Et pourtant elle s’achève !

Une longue pellicule grise apparaît à l’horizon ; une mince buée verte, très pâle sur l’eau. Une terre !

La Désirade !

Les navigateurs de jadis t’ont baptisée d’un beau nom, île tant attendue. Mais nous aujourd’hui, nous rêvions d’un désir qui n’atteint pas sa fin, d’un navire qui jamais ne trouve d’escale, d’un voyage sans terme. O Désirade, que nous te désirions peu lorsque sur la mer s’inclinèrent tes pentes couvertes de mancenilliers !

II
ESCALES

GUADELOUPE

Le paquebot, troué de lumières, est fixe dans la nuit de la rade. Tout autour dansent des barques éclairées de chandelles qui brûlent, jaunes, en des cornets de papier huileux. Au fond des barques luisent des fruits, oranges et bananes. Un tumulte de voix et de cris s’élève. C’est un jacassement aigu et inarticulé : le créole. La terre est invisible.
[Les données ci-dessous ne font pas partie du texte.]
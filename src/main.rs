//! @ai:module:intent CLI for comparing two benchmark result sets
//! @ai:module:layer presentation

use clap::{Parser, ValueEnum};
use commbench::{
    analyze,
    config::AnalyzerConfig,
    input::load_results,
    report::{ReportGenerator, TableReporter},
    subject::Subject,
    verdict::WeightPolicy,
    Error,
};
use std::path::PathBuf;
use std::process::ExitCode;

#[derive(Parser)]
#[command(name = "commbench")]
#[command(about = "Compare benchmark results of two communication stacks and pick a winner")]
#[command(version)]
struct Cli {
    /// Path to the benchmark results JSON file
    results: PathBuf,

    /// Path to configuration file (defaults to ./commbench.toml if present)
    #[arg(short, long)]
    config: Option<PathBuf>,

    /// Directory for chart images
    #[arg(long)]
    charts_dir: Option<PathBuf>,

    /// Path of the CSV export
    #[arg(long)]
    csv: Option<PathBuf>,

    /// Also write the full comparison report as JSON
    #[arg(long)]
    json: Option<PathBuf>,

    /// Skip chart generation
    #[arg(long)]
    no_charts: bool,

    /// Which metrics contribute to the overall score
    #[arg(long, value_enum)]
    policy: Option<Policy>,

    /// Subject id used as baseline (A); also used as its label
    #[arg(long)]
    subject_a: Option<String>,

    /// Subject id compared against the baseline (B); also used as its label
    #[arg(long)]
    subject_b: Option<String>,
}

#[derive(Clone, Copy, ValueEnum)]
enum Policy {
    ExplicitOnly,
    DefaultOne,
}

impl From<Policy> for WeightPolicy {
    fn from(p: Policy) -> Self {
        match p {
            Policy::ExplicitOnly => WeightPolicy::ExplicitOnly,
            Policy::DefaultOne => WeightPolicy::DefaultOne,
        }
    }
}

fn main() -> ExitCode {
    tracing_subscriber::fmt()
        .with_env_filter(
            tracing_subscriber::EnvFilter::try_from_default_env()
                .unwrap_or_else(|_| tracing_subscriber::EnvFilter::new("commbench=info")),
        )
        .with_writer(std::io::stderr)
        .init();

    let cli = Cli::parse();

    match run(cli) {
        Ok(()) => ExitCode::SUCCESS,
        Err(e) => {
            eprintln!("Error: {:#}", e);

            match e.downcast_ref::<Error>() {
                Some(Error::InputNotFound(_)) => ExitCode::from(1),
                _ => ExitCode::from(2),
            }
        }
    }
}

/// @ai:intent Load, analyze, print and export
/// @ai:effects fs:read, fs:write, io
fn run(cli: Cli) -> anyhow::Result<()> {
    let config = build_config(&cli)?;

    // Fatal input errors surface here, before any comparison runs
    let records = load_results(&cli.results)?;

    let report = analyze(&records, &config.subjects, config.scoring.policy);

    let table = TableReporter::new();
    print!("{}", table.render(&report));

    let artifacts = ReportGenerator::new().generate_all(&report, &config.output)?;

    if let Some(reason) = &artifacts.chart_error {
        println!();
        println!("Warning: Could not generate charts: {}", reason);
    } else if !artifacts.charts.is_empty() {
        println!();
        println!("Charts saved to: {}/", config.output.charts_dir.display());
    }

    println!();
    println!("CSV exported to: {}", config.output.csv_file.display());

    if let Some(json_file) = &config.output.json_file {
        println!("JSON report written to: {}", json_file.display());
    }

    println!();
    println!("Analysis complete!");
    Ok(())
}

/// @ai:intent Merge the config file with command line overrides
/// @ai:effects fs:read
fn build_config(cli: &Cli) -> anyhow::Result<AnalyzerConfig> {
    let mut config = AnalyzerConfig::load_or_default(cli.config.as_deref())?;

    if let Some(dir) = &cli.charts_dir {
        config.output.charts_dir = dir.clone();
    }
    if let Some(csv) = &cli.csv {
        config.output.csv_file = csv.clone();
    }
    if cli.json.is_some() {
        config.output.json_file = cli.json.clone();
    }
    if cli.no_charts {
        config.output.charts = false;
    }
    if let Some(policy) = cli.policy {
        config.scoring.policy = policy.into();
    }
    if let Some(a) = &cli.subject_a {
        config.subjects.a = Subject::new(a.as_str());
    }
    if let Some(b) = &cli.subject_b {
        config.subjects.b = Subject::new(b.as_str());
    }

    Ok(config)
}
On mord avidement dans les fruits. Les oranges sont acides à faire grincer les dents. Les grues du dock commencent à geindre, et à abattre les palanquées, une par une, toute la nuit et tout le jour qui suivra. Des câbles sifflent. Le paquebot est triste comme une maison qu’on déménage.
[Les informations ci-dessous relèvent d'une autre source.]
//! @ai:module:intent Define error types for loading benchmark results and configuration
//! @ai:module:layer domain
//! @ai:module:public_api Error, Result
//! @ai:module:stateless true

use std::path::PathBuf;
use thiserror::Error;

/// @ai:intent Unified error type for the fatal pre-flight stages
#[derive(Error, Debug)]
pub enum Error {
    #[error("File not found: {0}")]
    InputNotFound(PathBuf),

    #[error("Failed to read file {path}: {source}")]
    FileRead {
        path: PathBuf,
        #[source]
        source: std::io::Error,
    },

    #[error("Failed to parse results file {path}: {source}")]
    InputUnparseable {
        path: PathBuf,
        #[source]
        source: serde_json::Error,
    },

    #[error("Invalid configuration in {path}: {source}")]
    Config {
        path: PathBuf,
        #[source]
        source: toml::de::Error,
    },
}

pub type Result<T> = std::result::Result<T, Error>;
Au matin, apparaît une baie lisse, plate, vert sombre sous un soleil déjà dur. Il pleut — une pluie tiède — sans qu’on voie un seul nuage. « C’est un haut pendu », dit-on. Plusieurs fois par jour tombent ainsi des averses ensoleillées.

De grosses autos américaines ronflent sur le quai. Des chauffeurs nègres s’en donnent à cœur joie avec les clacksons. Un grouillement de négresses enturbannées de madras verts, bleus, orange ; l’une d’elles est coiffée d’une tortue.